Prospective students must be at least 18 years of age and have a high school diploma or equivalent. They must have the ability to: communicate verbally, via radio and telephone; ability to lift and carry and balance up to 125 pounds (250 lbs with assistance); ability to interpret written, oral and diagnostic form instructions; ability to use good judgment and remain calm in high-stress situations; ability to be unaffected by loud noises and flashing lights; ability to be unaffected by smells and sights of blood, tissue, emesis, urine and feces; ability to function efficiently throughout an entire work shift without interruption; ability to calculate weight and volume ratios; ability to read English language manuals, road maps and street guides, discern street signs and address numbers; ability to interview patient, family members, and bystanders; ability to document in writing all relevant information in a prescribed format; ability to converse in English with co-workers and hospital staff as to status of patient; must have good manual dexterity, with ability to perform all tasks related to the highest quality patient care; ability to bend, stoop and crawl on uneven terrain; ability to withstand varied environmental conditions such as extreme heat, cold and moisture; ability to work in low light and confined spaces; the ability to read fine print on medication containers (corrective lenses acceptable); must have stable emotional makeup and have good coping skills. Students must not have any felony convictions.
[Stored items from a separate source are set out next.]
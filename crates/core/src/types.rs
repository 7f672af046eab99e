/// Note primary keys are PostgreSQL BIGSERIAL.
pub type DbId = i64;

/// All timestamps are UTC.
pub type Timestamp = chrono::DateTime<chrono::Utc>;
//! Notes API server library.
//!
//! Exposes the building blocks (config, state, error handling, routes) so
//! integration tests and the binary entrypoint can both access them.

pub mod config;
pub mod error;
pub mod handlers;
pub mod projection;
pub mod response;
pub mod router;
pub mod routes;
pub mod state;
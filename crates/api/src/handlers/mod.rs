pub mod categories;
pub mod notes;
HELPFUL BACKGROUNDS AND CLASSES
It is very beneficial to have college level algebra, entry level chemistry, anatomy, medical terminology, prior to EMT-P school.
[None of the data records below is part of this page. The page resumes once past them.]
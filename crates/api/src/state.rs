/// Shared application state available to all Axum handlers via `State<AppState>`.
///
/// Cheaply cloneable: the pool is reference counted.
#[derive(Clone)]
pub struct AppState {
    /// Database connection pool.
    pub pool: notes_db::DbPool,
}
The following is a list of COMMON MISCONCEPTIONS which are generally not helpful and may be harmful to the student's success:
Reading the paramedic text before the program begins (very harmful).
Advancing level by level. We believe Basic EMTs should go directly to paramedic training, not up the training ladder (can be harmful for some people).
Being tutored by an A-EMT who is not in the EMS educational loop. (occasionally harmful).